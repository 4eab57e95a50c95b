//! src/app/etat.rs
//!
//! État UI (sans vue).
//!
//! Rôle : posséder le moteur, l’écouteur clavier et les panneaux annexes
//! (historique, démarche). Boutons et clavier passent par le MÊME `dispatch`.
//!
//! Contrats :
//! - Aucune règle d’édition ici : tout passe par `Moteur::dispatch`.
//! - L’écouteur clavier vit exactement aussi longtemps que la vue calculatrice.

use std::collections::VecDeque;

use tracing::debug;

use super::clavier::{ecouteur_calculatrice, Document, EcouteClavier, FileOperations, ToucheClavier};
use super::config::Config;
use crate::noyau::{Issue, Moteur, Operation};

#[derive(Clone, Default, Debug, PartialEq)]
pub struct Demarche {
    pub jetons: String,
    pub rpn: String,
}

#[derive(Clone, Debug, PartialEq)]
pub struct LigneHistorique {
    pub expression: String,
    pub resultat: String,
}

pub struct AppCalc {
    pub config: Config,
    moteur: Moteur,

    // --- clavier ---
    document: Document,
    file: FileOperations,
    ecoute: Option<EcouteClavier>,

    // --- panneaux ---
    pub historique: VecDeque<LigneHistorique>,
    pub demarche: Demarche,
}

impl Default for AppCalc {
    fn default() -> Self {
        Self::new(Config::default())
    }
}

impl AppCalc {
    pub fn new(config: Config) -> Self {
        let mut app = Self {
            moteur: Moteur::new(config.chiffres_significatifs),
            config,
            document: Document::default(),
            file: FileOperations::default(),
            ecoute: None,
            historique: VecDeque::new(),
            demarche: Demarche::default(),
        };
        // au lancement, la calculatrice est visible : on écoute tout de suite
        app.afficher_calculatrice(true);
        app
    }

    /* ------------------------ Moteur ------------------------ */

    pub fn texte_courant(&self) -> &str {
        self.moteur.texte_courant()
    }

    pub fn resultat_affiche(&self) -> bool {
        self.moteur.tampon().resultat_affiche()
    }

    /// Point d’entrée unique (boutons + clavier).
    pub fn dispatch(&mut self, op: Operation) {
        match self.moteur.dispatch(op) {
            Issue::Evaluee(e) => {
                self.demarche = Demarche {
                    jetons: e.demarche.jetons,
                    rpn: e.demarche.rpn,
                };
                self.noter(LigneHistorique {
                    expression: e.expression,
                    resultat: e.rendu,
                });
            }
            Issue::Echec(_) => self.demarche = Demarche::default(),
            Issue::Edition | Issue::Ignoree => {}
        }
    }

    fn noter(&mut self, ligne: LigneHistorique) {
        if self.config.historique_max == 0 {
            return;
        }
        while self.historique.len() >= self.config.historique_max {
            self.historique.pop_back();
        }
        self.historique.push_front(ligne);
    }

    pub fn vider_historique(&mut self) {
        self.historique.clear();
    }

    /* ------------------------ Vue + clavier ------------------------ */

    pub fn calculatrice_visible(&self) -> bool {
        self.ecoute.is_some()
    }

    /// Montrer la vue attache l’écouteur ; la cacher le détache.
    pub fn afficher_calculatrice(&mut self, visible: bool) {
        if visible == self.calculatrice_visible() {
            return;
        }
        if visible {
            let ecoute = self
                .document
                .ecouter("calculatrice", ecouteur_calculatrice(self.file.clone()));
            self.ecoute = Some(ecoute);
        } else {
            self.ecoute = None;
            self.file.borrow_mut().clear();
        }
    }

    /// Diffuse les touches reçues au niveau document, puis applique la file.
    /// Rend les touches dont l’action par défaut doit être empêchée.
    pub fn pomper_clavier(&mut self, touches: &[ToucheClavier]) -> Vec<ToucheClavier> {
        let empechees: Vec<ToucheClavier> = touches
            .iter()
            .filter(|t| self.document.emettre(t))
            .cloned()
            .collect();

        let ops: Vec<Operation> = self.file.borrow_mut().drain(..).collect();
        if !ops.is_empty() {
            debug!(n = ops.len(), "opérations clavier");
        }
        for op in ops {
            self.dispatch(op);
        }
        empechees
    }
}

* Work to complete
Give every entry back unchanged. Leave none out.

* Output of the task
repository 4eab57e95a50c95b
//! src/app/etat.rs
//!
//! État UI (sans vue).
//!
//! Rôle : posséder le moteur, l’écouteur clavier et les panneaux annexes
//! (historique, démarche). Boutons et clavier passent par le MÊME `dispatch`.
//!
//! Contrats :
//! - Aucune règle d’édition ici : tout passe par `Moteur::dispatch`.
//! - L’écouteur clavier vit exactement aussi longtemps que la vue calculatrice.

use std::collections::VecDeque;

use tracing::debug;

use super::clavier::{ecouteur_calculatrice, Document, EcouteClavier, FileOperations, ToucheClavier};
use super::config::Config;
use crate::noyau::{Issue, Moteur, Operation};

#[derive(Clone, Default, Debug, PartialEq)]
pub struct Demarche {
    pub jetons: String,
    pub rpn: String,
}

#[derive(Clone, Debug, PartialEq)]
pub struct LigneHistorique {
    pub expression: String,
    pub resultat: String,
}

pub struct AppCalc {
    pub config: Config,
    moteur: Moteur,

    // --- clavier ---
    document: Document,
    file: FileOperations,
    ecoute: Option<EcouteClavier>,

    // --- panneaux ---
    pub historique: VecDeque<LigneHistorique>,
    pub demarche: Demarche,
}

impl Default for AppCalc {
    fn default() -> Self {
        Self::new(Config::default())
    }
}

impl AppCalc {
    pub fn new(config: Config) -> Self {
        let mut app = Self {
            moteur: Moteur::new(config.chiffres_significatifs),
            config,
            document: Document::default(),
            file: FileOperations::default(),
            ecoute: None,
            historique: VecDeque::new(),
            demarche: Demarche::default(),
        };
        // au lancement, la calculatrice est visible : on écoute tout de suite
        app.afficher_calculatrice(true);
        app
    }

    /* ------------------------ Moteur ------------------------ */

    pub fn texte_courant(&self) -> &str {
        self.moteur.texte_courant()
    }

    pub fn resultat_affiche(&self) -> bool {
        self.moteur.tampon().resultat_affiche()
    }

    /// Point d’entrée unique (boutons + clavier).
    pub fn dispatch(&mut self, op: Operation) {
        match self.moteur.dispatch(op) {
            Issue::Evaluee(e) => {
                self.demarche = Demarche {
                    jetons: e.demarche.jetons,
                    rpn: e.demarche.rpn,
                };
                self.noter(LigneHistorique {
                    expression: e.expression,
                    resultat: e.rendu,
                });
            }
            Issue::Echec(_) => self.demarche = Demarche::default(),
            Issue::Edition | Issue::Ignoree => {}
        }
    }

    fn noter(&mut self, ligne: LigneHistorique) {
        if self.config.historique_max == 0 {
            return;
        }
        while self.historique.len() >= self.config.historique_max {
            self.historique.pop_back();
        }
        self.historique.push_front(ligne);
    }

    pub fn vider_historique(&mut self) {
        self.historique.clear();
    }

    /* ------------------------ Vue + clavier ------------------------ */

    pub fn calculatrice_visible(&self) -> bool {
        self.ecoute.is_some()
    }

    /// Montrer la vue attache l’écouteur ; la cacher le détache.
    pub fn afficher_calculatrice(&mut self, visible: bool) {
        if visible == self.calculatrice_visible() {
            return;
        }
        if visible {
            let ecoute = self
                .document
                .ecouter("calculatrice", ecouteur_calculatrice(self.file.clone()));
            self.ecoute = Some(ecoute);
        } else {
            self.ecoute = None;
            self.file.borrow_mut().clear();
        }
    }

    /// Diffuse les touches reçues au niveau document, puis applique la file.
    /// Rend les touches dont l’action par défaut doit être empêchée.
    pub fn pomper_clavier(&mut self, touches: &[ToucheClavier]) -> Vec<ToucheClavier> {
        let empechees: Vec<ToucheClavier> = touches
            .iter()
            .filter(|t| self.document.emettre(t))
            .cloned()
            .collect();

        let ops: Vec<Operation> = self.file.borrow_mut().drain(..).collect();
        if !ops.is_empty() {
            debug!(n = ops.len(), "opérations clavier");
        }
        for op in ops {
            self.dispatch(op);
        }
        empechees
    }
}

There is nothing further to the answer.